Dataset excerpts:
========================================================================
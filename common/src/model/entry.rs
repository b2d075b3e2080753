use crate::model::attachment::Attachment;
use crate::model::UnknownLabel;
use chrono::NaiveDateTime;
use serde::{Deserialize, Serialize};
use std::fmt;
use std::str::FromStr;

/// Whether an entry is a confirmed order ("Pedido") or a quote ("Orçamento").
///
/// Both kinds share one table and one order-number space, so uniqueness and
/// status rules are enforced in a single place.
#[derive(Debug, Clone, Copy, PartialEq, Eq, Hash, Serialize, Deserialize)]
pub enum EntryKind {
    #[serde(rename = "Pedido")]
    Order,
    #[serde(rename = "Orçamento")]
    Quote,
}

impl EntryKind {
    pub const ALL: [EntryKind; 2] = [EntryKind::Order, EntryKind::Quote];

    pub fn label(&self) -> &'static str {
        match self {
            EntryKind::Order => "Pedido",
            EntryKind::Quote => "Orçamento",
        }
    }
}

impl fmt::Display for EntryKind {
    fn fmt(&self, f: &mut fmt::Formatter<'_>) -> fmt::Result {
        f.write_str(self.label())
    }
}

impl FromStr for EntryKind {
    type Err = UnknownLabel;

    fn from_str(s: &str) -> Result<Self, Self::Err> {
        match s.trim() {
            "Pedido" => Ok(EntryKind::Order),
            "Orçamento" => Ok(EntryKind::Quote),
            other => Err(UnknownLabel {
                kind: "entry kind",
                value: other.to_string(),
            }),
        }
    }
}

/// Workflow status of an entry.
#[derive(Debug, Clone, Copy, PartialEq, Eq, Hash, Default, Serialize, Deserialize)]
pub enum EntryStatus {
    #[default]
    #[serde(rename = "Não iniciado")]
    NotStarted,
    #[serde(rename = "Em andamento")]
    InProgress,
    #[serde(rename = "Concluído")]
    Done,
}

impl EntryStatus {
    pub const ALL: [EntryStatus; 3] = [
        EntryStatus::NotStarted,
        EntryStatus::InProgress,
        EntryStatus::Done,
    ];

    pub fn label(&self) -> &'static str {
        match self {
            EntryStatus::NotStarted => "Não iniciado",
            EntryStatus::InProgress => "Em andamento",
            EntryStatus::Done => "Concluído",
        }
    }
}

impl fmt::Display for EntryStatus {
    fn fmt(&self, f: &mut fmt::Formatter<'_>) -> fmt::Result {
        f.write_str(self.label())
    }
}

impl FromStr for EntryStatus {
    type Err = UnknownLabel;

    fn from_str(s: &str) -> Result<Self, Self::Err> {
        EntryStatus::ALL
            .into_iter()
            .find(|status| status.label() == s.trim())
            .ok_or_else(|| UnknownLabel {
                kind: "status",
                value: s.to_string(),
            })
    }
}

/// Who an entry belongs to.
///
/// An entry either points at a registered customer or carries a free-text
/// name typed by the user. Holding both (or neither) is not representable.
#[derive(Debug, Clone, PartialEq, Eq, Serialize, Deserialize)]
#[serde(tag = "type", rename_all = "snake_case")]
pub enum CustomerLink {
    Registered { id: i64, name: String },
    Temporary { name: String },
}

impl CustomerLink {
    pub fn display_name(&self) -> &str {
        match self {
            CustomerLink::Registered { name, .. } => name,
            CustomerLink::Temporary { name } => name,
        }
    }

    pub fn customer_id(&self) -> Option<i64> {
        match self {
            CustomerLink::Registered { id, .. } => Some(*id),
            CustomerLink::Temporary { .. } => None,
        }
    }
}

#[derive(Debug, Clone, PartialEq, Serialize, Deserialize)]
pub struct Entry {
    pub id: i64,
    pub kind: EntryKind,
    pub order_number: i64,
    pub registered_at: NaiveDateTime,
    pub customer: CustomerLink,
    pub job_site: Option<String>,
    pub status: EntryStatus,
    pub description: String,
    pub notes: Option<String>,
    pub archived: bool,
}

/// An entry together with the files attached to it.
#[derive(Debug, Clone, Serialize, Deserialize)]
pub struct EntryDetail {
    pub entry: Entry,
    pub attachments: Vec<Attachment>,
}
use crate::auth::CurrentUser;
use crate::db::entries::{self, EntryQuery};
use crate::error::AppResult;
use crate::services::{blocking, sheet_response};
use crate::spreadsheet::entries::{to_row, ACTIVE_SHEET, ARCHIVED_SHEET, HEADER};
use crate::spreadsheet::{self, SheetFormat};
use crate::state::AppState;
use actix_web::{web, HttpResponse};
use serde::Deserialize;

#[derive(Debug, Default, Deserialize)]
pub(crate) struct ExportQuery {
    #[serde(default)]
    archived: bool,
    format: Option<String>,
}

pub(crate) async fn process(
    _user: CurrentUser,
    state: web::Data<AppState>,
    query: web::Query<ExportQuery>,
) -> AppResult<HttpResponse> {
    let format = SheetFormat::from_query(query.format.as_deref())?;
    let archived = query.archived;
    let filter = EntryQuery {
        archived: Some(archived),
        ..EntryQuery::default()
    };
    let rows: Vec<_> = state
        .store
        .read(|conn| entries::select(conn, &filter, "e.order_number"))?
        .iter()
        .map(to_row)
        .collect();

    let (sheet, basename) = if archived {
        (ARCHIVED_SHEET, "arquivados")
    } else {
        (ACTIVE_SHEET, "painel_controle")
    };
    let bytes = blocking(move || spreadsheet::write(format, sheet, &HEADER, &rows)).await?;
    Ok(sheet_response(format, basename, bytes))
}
========================================================================
* **About this task**
Your reply should be a single number: how many lines in the entries above hold the string "enum".

* **Output of the task**
3